§ **Task brief**: From the records below, copy the lines that include "derive".

§ **Data for this exercise**:
● ● ● ● ● ● ●
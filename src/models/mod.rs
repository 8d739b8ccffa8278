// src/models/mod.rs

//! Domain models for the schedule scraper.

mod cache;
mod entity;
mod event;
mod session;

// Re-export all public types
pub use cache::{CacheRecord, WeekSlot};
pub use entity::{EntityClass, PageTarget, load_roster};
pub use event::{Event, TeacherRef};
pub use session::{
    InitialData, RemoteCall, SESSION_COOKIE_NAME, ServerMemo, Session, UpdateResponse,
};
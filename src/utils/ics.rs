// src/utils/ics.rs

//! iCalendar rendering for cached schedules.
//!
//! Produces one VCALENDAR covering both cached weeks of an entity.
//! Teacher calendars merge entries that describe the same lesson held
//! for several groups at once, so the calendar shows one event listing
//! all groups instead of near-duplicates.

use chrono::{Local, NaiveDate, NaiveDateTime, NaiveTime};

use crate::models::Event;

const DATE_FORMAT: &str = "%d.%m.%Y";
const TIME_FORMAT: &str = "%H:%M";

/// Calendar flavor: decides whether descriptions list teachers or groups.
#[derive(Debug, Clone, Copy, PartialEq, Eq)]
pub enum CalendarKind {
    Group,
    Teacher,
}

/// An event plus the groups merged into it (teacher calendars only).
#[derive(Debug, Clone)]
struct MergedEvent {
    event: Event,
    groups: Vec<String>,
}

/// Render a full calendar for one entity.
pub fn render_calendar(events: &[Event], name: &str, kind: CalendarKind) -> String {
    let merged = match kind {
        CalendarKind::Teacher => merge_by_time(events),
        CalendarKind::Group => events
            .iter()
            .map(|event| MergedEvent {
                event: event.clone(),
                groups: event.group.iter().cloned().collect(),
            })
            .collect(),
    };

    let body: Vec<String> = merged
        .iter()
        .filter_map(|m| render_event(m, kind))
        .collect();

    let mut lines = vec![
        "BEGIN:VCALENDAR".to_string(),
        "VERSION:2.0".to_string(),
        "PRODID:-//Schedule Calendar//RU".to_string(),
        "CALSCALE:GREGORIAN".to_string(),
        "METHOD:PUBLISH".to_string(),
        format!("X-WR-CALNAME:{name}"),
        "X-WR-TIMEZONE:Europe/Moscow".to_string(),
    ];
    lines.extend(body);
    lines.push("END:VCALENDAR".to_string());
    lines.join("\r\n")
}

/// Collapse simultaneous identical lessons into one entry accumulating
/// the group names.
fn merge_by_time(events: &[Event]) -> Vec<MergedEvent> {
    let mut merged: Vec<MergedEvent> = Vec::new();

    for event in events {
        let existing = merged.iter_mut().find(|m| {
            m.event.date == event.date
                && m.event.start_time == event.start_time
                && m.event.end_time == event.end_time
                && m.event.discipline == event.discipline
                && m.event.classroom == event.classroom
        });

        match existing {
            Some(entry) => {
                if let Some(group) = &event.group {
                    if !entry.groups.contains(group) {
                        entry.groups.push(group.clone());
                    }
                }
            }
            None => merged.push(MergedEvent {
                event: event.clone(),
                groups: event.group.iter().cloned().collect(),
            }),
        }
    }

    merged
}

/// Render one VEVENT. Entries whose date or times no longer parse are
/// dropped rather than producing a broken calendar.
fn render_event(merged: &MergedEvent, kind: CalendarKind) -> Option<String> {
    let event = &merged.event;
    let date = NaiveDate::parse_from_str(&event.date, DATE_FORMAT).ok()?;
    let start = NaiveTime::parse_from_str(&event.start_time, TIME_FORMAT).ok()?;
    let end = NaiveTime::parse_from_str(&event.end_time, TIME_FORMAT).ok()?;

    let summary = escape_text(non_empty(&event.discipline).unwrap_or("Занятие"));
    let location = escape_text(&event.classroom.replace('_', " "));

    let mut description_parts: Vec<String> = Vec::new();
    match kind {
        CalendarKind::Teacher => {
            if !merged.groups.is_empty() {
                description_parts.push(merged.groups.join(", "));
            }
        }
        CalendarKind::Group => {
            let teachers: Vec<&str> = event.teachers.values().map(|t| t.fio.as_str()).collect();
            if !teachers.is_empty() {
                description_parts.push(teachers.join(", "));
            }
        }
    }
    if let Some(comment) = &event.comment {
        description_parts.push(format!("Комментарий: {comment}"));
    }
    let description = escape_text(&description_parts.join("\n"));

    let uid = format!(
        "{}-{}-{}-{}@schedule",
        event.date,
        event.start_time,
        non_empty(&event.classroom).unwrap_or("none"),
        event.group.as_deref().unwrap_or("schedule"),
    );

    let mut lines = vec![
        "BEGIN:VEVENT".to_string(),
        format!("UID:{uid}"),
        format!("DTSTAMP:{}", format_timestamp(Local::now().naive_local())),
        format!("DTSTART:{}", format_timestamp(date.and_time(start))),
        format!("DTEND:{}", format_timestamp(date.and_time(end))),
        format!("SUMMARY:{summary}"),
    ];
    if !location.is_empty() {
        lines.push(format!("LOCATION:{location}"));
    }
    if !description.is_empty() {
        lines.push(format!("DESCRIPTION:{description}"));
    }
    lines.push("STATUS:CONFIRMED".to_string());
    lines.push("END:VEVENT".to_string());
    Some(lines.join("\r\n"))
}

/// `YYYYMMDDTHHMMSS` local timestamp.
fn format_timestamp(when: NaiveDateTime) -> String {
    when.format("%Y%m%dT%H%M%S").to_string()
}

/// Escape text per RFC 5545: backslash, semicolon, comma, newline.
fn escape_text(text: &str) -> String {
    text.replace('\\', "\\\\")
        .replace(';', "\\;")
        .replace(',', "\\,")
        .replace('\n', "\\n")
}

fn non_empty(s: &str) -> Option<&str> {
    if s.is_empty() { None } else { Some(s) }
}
● ● ● ● ● ● ●
§ **Solution to the problem**:
#[derive(Debug, Clone, Copy, PartialEq, Eq)]
#[derive(Debug, Clone)]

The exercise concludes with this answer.